En los últimos años, el municipio ha saltado a la opinión pública por el incremento de casos en los que, como Mecha, los indígenas se están ahorcando usando parumas, las prendas con las que las mujeres, a modo de faldas, cubren sus cuerpos.

El confinamiento decretado en Colombia el 25 de marzo de 2020 no solo detuvo la vida; amplificó un terremoto emocional. El cierre de colegios, el miedo al contagio, el desempleo y la incertidumbre colapsaron la cotidianidad. En ese contexto, los diagnósticos en salud mental se dispararon en todo el país, siendo especialmente entre jóvenes y adultos mayores. Y la alerta sanitaria reveló, sin embargo, que un fallo estructural en el sistema de salud: una enorme brecha entre quienes necesitan ayuda y quienes la reciben.

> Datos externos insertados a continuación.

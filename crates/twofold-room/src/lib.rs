//! Room layer for the Twofold Chess server.
//!
//! Each room is an actor: a Tokio task owning one [`twofold_engine::Game`]
//! and the member/seat table, fed by an mpsc mailbox. The
//! [`RoomRegistry`] is the process-wide index of rooms plus their lobby
//! metadata (host, privacy, creation time).

use serde::{Deserialize, Serialize};

mod config;
mod error;
mod registry;
mod room;

pub use config::{RoomConfig, RoomId};
pub use error::RoomError;
pub use registry::{list_lobbies, sweep_candidates, RoomRegistry};
pub use room::{PlayerSender, RoomHandle, RoomStatus};

/// A finished game on its way to the history sink.
#[derive(Debug, Clone, PartialEq, Serialize, Deserialize)]
pub struct GameRecord {
    pub room: String,
    pub winner: String,
    /// Final main-board grid (or whatever the legacy `finish_game`
    /// client sent); stored verbatim.
    pub board: serde_json::Value,
    pub moves: Vec<String>,
}
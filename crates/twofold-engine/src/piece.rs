//! Piece identity: kind, color, and the stable per-piece id.
//!
//! Every piece carries a [`PieceId`] assigned at game start and never
//! changed afterwards — this is what makes the cross-board capture mirror
//! well-defined. Two knights are `N1` and `N2`, the eight pawns `P1`–`P8`.
//! A promoted pawn changes its [`PieceKind`] but keeps its pawn id.

use std::fmt;

use serde::{Deserialize, Serialize};

/// One of the two sides.
#[derive(Debug, Clone, Copy, PartialEq, Eq, Hash, Serialize, Deserialize)]
pub enum Color {
    White,
    Black,
}

impl Color {
    /// Returns the other side.
    pub fn opponent(self) -> Self {
        match self {
            Self::White => Self::Black,
            Self::Black => Self::White,
        }
    }
}

impl fmt::Display for Color {
    fn fmt(&self, f: &mut fmt::Formatter<'_>) -> fmt::Result {
        match self {
            Self::White => write!(f, "White"),
            Self::Black => write!(f, "Black"),
        }
    }
}

/// The six chess piece kinds.
#[derive(Debug, Clone, Copy, PartialEq, Eq, Hash, Serialize, Deserialize)]
pub enum PieceKind {
    Pawn,
    Rook,
    Knight,
    Bishop,
    Queen,
    King,
}

impl PieceKind {
    /// The uppercase letter used in cell encodings and move notation.
    pub fn letter(self) -> char {
        match self {
            Self::Pawn => 'P',
            Self::Rook => 'R',
            Self::Knight => 'N',
            Self::Bishop => 'B',
            Self::Queen => 'Q',
            Self::King => 'K',
        }
    }

    /// Parses an (uppercase) encoding letter.
    pub fn from_letter(c: char) -> Option<Self> {
        match c {
            'P' => Some(Self::Pawn),
            'R' => Some(Self::Rook),
            'N' => Some(Self::Knight),
            'B' => Some(Self::Bishop),
            'Q' => Some(Self::Queen),
            'K' => Some(Self::King),
            _ => None,
        }
    }

    /// Returns `true` for the kinds a pawn may promote to.
    pub fn is_promotion_choice(self) -> bool {
        !matches!(self, Self::Pawn | Self::King)
    }
}

/// Stable identity of a piece within one color: the kind it spawned as
/// plus a 1-based ordinal (`N1`, `N2`, `P1`–`P8`).
///
/// The spawn kind never changes, even across promotion — the id is a
/// label, not the piece's current movement behavior.
#[derive(Debug, Clone, Copy, PartialEq, Eq, Hash)]
pub struct PieceId {
    spawn_kind: PieceKind,
    num: u8,
}

impl PieceId {
    pub fn new(spawn_kind: PieceKind, num: u8) -> Self {
        Self { spawn_kind, num }
    }

    pub fn spawn_kind(self) -> PieceKind {
        self.spawn_kind
    }

    pub fn num(self) -> u8 {
        self.num
    }
}

/// A piece on the board.
#[derive(Debug, Clone, Copy, PartialEq, Eq)]
pub struct Piece {
    /// Current kind; changes only on promotion.
    pub kind: PieceKind,
    pub color: Color,
    /// Stable identity; never changes.
    pub id: PieceId,
}

impl Piece {
    /// Creates a freshly spawned piece whose id matches its kind.
    pub fn spawn(kind: PieceKind, color: Color, num: u8) -> Self {
        Self {
            kind,
            color,
            id: PieceId::new(kind, num),
        }
    }

    /// Promotes this piece in place, keeping its id.
    pub fn promote_to(&mut self, kind: PieceKind) {
        self.kind = kind;
    }

    /// The wire label: id letter cased by color, ordinal, and — for a
    /// promoted pawn — the promoted kind's letter (`"P3"`, `"n2"`, `"P3Q"`).
    pub fn label(&self) -> String {
        let mut s = String::with_capacity(3);
        s.push(cased(self.id.spawn_kind.letter(), self.color));
        s.push(char::from(b'0' + self.id.num));
        if self.kind != self.id.spawn_kind {
            s.push(cased(self.kind.letter(), self.color));
        }
        s
    }

    /// Parses a wire label back into a piece.
    pub fn from_label(label: &str) -> Option<Self> {
        let mut chars = label.chars();
        let first = chars.next()?;
        let color = if first.is_ascii_uppercase() {
            Color::White
        } else {
            Color::Black
        };
        let spawn_kind = PieceKind::from_letter(first.to_ascii_uppercase())?;
        let num = chars.next()?.to_digit(10)? as u8;
        if num == 0 {
            return None;
        }
        let kind = match chars.next() {
            None => spawn_kind,
            Some(c) => {
                let promoted = PieceKind::from_letter(c.to_ascii_uppercase())?;
                if spawn_kind != PieceKind::Pawn || !promoted.is_promotion_choice() {
                    return None;
                }
                promoted
            }
        };
        if chars.next().is_some() {
            return None;
        }
        Some(Self {
            kind,
            color,
            id: PieceId::new(spawn_kind, num),
        })
    }
}

fn cased(letter: char, color: Color) -> char {
    match color {
        Color::White => letter,
        Color::Black => letter.to_ascii_lowercase(),
    }
}

#[cfg(test)]
mod tests {
    use super::*;

    #[test]
    fn test_label_round_trip_plain_pieces() {
        let n2 = Piece::spawn(PieceKind::Knight, Color::Black, 2);
        assert_eq!(n2.label(), "n2");
        assert_eq!(Piece::from_label("n2"), Some(n2));

        let p5 = Piece::spawn(PieceKind::Pawn, Color::White, 5);
        assert_eq!(p5.label(), "P5");
        assert_eq!(Piece::from_label("P5"), Some(p5));
    }

    #[test]
    fn test_label_keeps_pawn_id_across_promotion() {
        let mut p3 = Piece::spawn(PieceKind::Pawn, Color::White, 3);
        p3.promote_to(PieceKind::Queen);
        assert_eq!(p3.label(), "P3Q");

        let parsed = Piece::from_label("P3Q").unwrap();
        assert_eq!(parsed.kind, PieceKind::Queen);
        assert_eq!(parsed.id, PieceId::new(PieceKind::Pawn, 3));
        assert_eq!(parsed, p3);
    }

    #[test]
    fn test_from_label_rejects_garbage() {
        assert!(Piece::from_label("").is_none());
        assert!(Piece::from_label("X1").is_none());
        assert!(Piece::from_label("P0").is_none());
        assert!(Piece::from_label("P12").is_none());
        // Only pawns promote, and never to king or pawn.
        assert!(Piece::from_label("N1Q").is_none());
        assert!(Piece::from_label("P1K").is_none());
        assert!(Piece::from_label("P1P").is_none());
    }

    #[test]
    fn test_color_opponent() {
        assert_eq!(Color::White.opponent(), Color::Black);
        assert_eq!(Color::Black.opponent(), Color::White);
    }

    #[test]
    fn test_promotion_choices() {
        assert!(PieceKind::Queen.is_promotion_choice());
        assert!(PieceKind::Knight.is_promotion_choice());
        assert!(!PieceKind::King.is_promotion_choice());
        assert!(!PieceKind::Pawn.is_promotion_choice());
    }
}
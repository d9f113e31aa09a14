use twofold::{MemoryHistoryStore, ServerConfig, TwofoldServerBuilder};

#[tokio::main]
async fn main() -> Result<(), Box<dyn std::error::Error>> {
    tracing_subscriber::fmt()
        .with_env_filter(
            tracing_subscriber::EnvFilter::try_from_default_env()
                .unwrap_or_else(|_| "twofold=info,twofold_room=info,twofold_session=info".into()),
        )
        .init();

    let config = ServerConfig::from_env();
    tracing::info!(
        ws = %config.ws_addr,
        http = %config.http_addr,
        "starting twofold server"
    );

    let server = TwofoldServerBuilder::new()
        .config(config)
        .build(MemoryHistoryStore::new())
        .await?;

    server.run().await?;
    Ok(())
}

A pesar de haber crecido en una región marcada por la guerra, David Mecha Pipicay no había sentido una angustia tan profunda como aquella vez en que miembros de las extintas Farc le pidieron que se vinculara a las filas del grupo armado. No para combatir, sino para inflar los números de la desmovilización que esa estructura pactaba en el marco del Acuerdo de Paz de 2016.

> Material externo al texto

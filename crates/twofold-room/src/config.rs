//! Room configuration and identifiers.

use std::fmt;
use std::time::Duration;

use serde::{Deserialize, Serialize};

/// A room's identifier: the client-chosen string from the `join` /
/// `create_lobby` events.
#[derive(Debug, Clone, PartialEq, Eq, Hash, Serialize, Deserialize)]
#[serde(transparent)]
pub struct RoomId(pub String);

impl fmt::Display for RoomId {
    fn fmt(&self, f: &mut fmt::Formatter<'_>) -> fmt::Result {
        write!(f, "{}", self.0)
    }
}

impl From<&str> for RoomId {
    fn from(s: &str) -> Self {
        Self(s.to_string())
    }
}

/// Configuration applied to every room.
#[derive(Debug, Clone)]
pub struct RoomConfig {
    /// How long a disconnected player's seat color is held for a rejoin
    /// under the same username.
    pub reconnect_grace: Duration,

    /// Rooms idle longer than this are garbage-collected.
    pub idle_timeout: Duration,

    /// Empty rooms linger this long before the sweeper removes them,
    /// so a freshly created lobby survives until its host connects.
    pub empty_room_linger: Duration,

    /// Chat messages longer than this are rejected.
    pub max_chat_len: usize,

    /// Command mailbox size per room actor.
    pub channel_size: usize,
}

impl Default for RoomConfig {
    fn default() -> Self {
        Self {
            reconnect_grace: Duration::from_secs(30),
            idle_timeout: Duration::from_secs(30 * 60),
            empty_room_linger: Duration::from_secs(60),
            max_chat_len: 500,
            channel_size: 64,
        }
    }
}

#[cfg(test)]
mod tests {
    use super::*;

    #[test]
    fn test_room_config_defaults() {
        let config = RoomConfig::default();
        assert_eq!(config.reconnect_grace, Duration::from_secs(30));
        assert_eq!(config.idle_timeout, Duration::from_secs(1800));
        assert_eq!(config.max_chat_len, 500);
    }

    #[test]
    fn test_room_id_display_and_serde() {
        let id = RoomId::from("room-7");
        assert_eq!(id.to_string(), "room-7");
        assert_eq!(serde_json::to_string(&id).unwrap(), "\"room-7\"");
    }
}
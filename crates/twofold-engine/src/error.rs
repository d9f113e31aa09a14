//! Move rejection reasons surfaced to clients as `move_error`.

use crate::game::BoardName;

/// Why a submitted move was rejected. The game state is unchanged in
/// every case.
#[derive(Debug, Clone, Copy, PartialEq, Eq, thiserror::Error)]
pub enum MoveError {
    #[error("not your turn")]
    NotYourTurn,

    #[error("wrong board: expected {expected}, got {actual}")]
    WrongBoard {
        expected: BoardName,
        actual: BoardName,
    },

    #[error("you must respond to check on the {0} board")]
    MustRespondToCheckOn(BoardName),

    /// No piece at the starting square, or it isn't the mover's piece,
    /// or it doesn't match the piece the client claims to be moving.
    #[error("no such piece at the starting square")]
    NoSuchPiece,

    #[error("illegal move: your king would be in check")]
    MovesIntoCheck,

    #[error("destination square is blocked")]
    DestinationBlocked,

    #[error("path is blocked")]
    PathBlocked,

    #[error("game is already over")]
    GameOver,

    #[error("promotion requires an explicit piece choice")]
    PromotionRequired,
}

impl MoveError {
    /// The board the mover was expected to play on, when the rejection
    /// names one (used for the `expectedBoard` field of `move_error`).
    pub fn expected_board(&self) -> Option<BoardName> {
        match self {
            Self::WrongBoard { expected, .. } => Some(*expected),
            Self::MustRespondToCheckOn(board) => Some(*board),
            _ => None,
        }
    }

    /// The board the mover actually played on, when the rejection names one.
    pub fn actual_board(&self) -> Option<BoardName> {
        match self {
            Self::WrongBoard { actual, .. } => Some(*actual),
            _ => None,
        }
    }
}
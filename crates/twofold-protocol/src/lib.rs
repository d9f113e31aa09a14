//! Wire protocol for the Twofold Chess server.
//!
//! This crate defines the language clients and the server speak:
//!
//! - **Events** ([`ClientEvent`], [`ServerEvent`]) — every message that
//!   travels over the WebSocket channel, tagged by its `event` field.
//! - **Codec** ([`Codec`] trait, [`JsonCodec`]) — how those events are
//!   converted to and from bytes.
//! - **Errors** ([`ProtocolError`]) — what can go wrong doing so.
//!
//! The protocol layer sits between transport (raw frames) and the room
//! layer (game semantics): it knows shapes, not rules.

mod codec;
mod error;
mod events;

pub use codec::Codec;
#[cfg(feature = "json")]
pub use codec::JsonCodec;
pub use error::ProtocolError;
pub use events::{ClientEvent, LobbyEntry, MoveRequest, PromotionChoice, ServerEvent};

—Me dijeron que me anotara en el proceso de paz para ganar un dinero. Yo dije que no, pero me presionaron —recuerda.

Mecha tenía apenas 18 años, y la presión lo dejó al borde del colapso. En su cabeza, solo veía dos salidas: —Me mato o me vuelo de aquí —pensó en ese momento.

Con los años empezó a recomponerse, los baños con plantas ancestrales que le practicaba su mamá ayudaron a calmar las penas, pero la muerte volvió a cruzarse en su camino. En 2022, su hermano, Gerardo Bailarín Pipicay, se quitó la vida. 

—Fue más duro perder a mi hermano que cuando fui víctima de una amenaza psicológica por el grupo armado. Mi hermano se ahorcó —lamenta entre lágrimas.

Gerardo tenía apenas 18 años, y su familia aún se pregunta por qué tomó esa decisión. Su muerte desató otra tragedia: el intento de suicidio de su hermana, Elvia Mecha Pipicay.

—Por tanta tristeza que sentía por él, intenté suicidarme —contó, detenida por el llanto, ante la mirada afligida de David. Sus ojos evitaban encontrarse, pero en ese silencio compartido, ambos parecían entender el sufrimiento del otro mejor que nadie.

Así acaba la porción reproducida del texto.